//! Settings loaded from built-in defaults, an optional `sqlforge.toml` and
//! `SQLFORGE_` environment variables, in that order of precedence.
//!
//! Nested keys use a double underscore, e.g. `SQLFORGE_PREFIXES__OWNER=dbo`.

use config::{Config, Environment, File};
use serde::Deserialize;
use std::path::{Path, PathBuf};
use std::sync::Arc;
use std::time::Duration;
use tracing_subscriber::prelude::*;
use tracing_subscriber::{fmt, EnvFilter};

use crate::driver::{ConnectionTarget, SqliteDriver};
use crate::error::{Error, Result};
use crate::prefix::TablePrefixes;
use crate::session::{QueryOptions, Session};

pub const DEFAULT_CONFIG_FILE: &str = "sqlforge.toml";
const ENV_PREFIX: &str = "SQLFORGE";
const MEMORY_TARGET: &str = "memory";

#[derive(Debug, Clone, Deserialize, PartialEq)]
pub struct Settings {
    /// `memory` or the path of a database file.
    pub database: String,
    pub busy_timeout_ms: u64,
    pub query_timeout_ms: Option<u64>,
    pub log_filter: String,
    #[serde(default)]
    pub prefixes: TablePrefixes,
}

impl Settings {
    pub fn load() -> Result<Self> {
        Self::load_from(DEFAULT_CONFIG_FILE)
    }
    /// A missing file is not an error; the defaults and environment still apply.
    pub fn load_from(path: impl AsRef<Path>) -> Result<Self> {
        let settings = Config::builder()
            .set_default("database", MEMORY_TARGET)?
            .set_default("busy_timeout_ms", 5000_i64)?
            .set_default("log_filter", "info")?
            .add_source(File::from(path.as_ref()).required(false))
            .add_source(
                Environment::with_prefix(ENV_PREFIX)
                    .prefix_separator("_")
                    .separator("__")
                    .try_parsing(true),
            )
            .build()?;
        Ok(settings.try_deserialize()?)
    }
    pub fn connection_target(&self) -> Result<ConnectionTarget> {
        let database = self.database.trim();
        if database.is_empty() {
            return Err(Error::Config(String::from("No database has been configured")));
        }
        if database.eq_ignore_ascii_case(MEMORY_TARGET) {
            Ok(ConnectionTarget::Memory)
        } else {
            Ok(ConnectionTarget::File(PathBuf::from(database)))
        }
    }
    pub fn busy_timeout(&self) -> Duration {
        Duration::from_millis(self.busy_timeout_ms)
    }
    pub fn driver(&self) -> Result<SqliteDriver> {
        Ok(SqliteDriver::new(self.connection_target()?)?.with_busy_timeout(self.busy_timeout()))
    }
    pub fn query_options(&self) -> QueryOptions {
        QueryOptions {
            timeout: self.query_timeout_ms.map(Duration::from_millis),
        }
    }
    pub fn prefixes(&self) -> &TablePrefixes {
        &self.prefixes
    }
    /// A session over the configured driver with the configured options.
    pub fn session(&self) -> Result<Session> {
        Ok(Session::new(Arc::new(self.driver()?)).with_options(self.query_options()))
    }
}

/// Installs a fmt subscriber filtered by `log_filter`. Returns false when a
/// global subscriber was already installed.
pub fn init_tracing(settings: &Settings) -> bool {
    let filter = EnvFilter::try_new(&settings.log_filter).unwrap_or_else(|_| EnvFilter::new("info"));
    tracing_subscriber::registry()
        .with(filter)
        .with(fmt::layer())
        .try_init()
        .is_ok()
}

__Problem to solve__. Would you output, from the records above, exactly the run of lines that starts at the line containing "use std::sync::Arc;" and ends at the line containing "use crate::prefix::TablePrefixes;", and only that run?

__Answer to the exercise__.
use std::sync::Arc;
use std::time::Duration;
use tracing_subscriber::prelude::*;
use tracing_subscriber::{fmt, EnvFilter};

use crate::driver::{ConnectionTarget, SqliteDriver};
use crate::error::{Error, Result};
use crate::prefix::TablePrefixes;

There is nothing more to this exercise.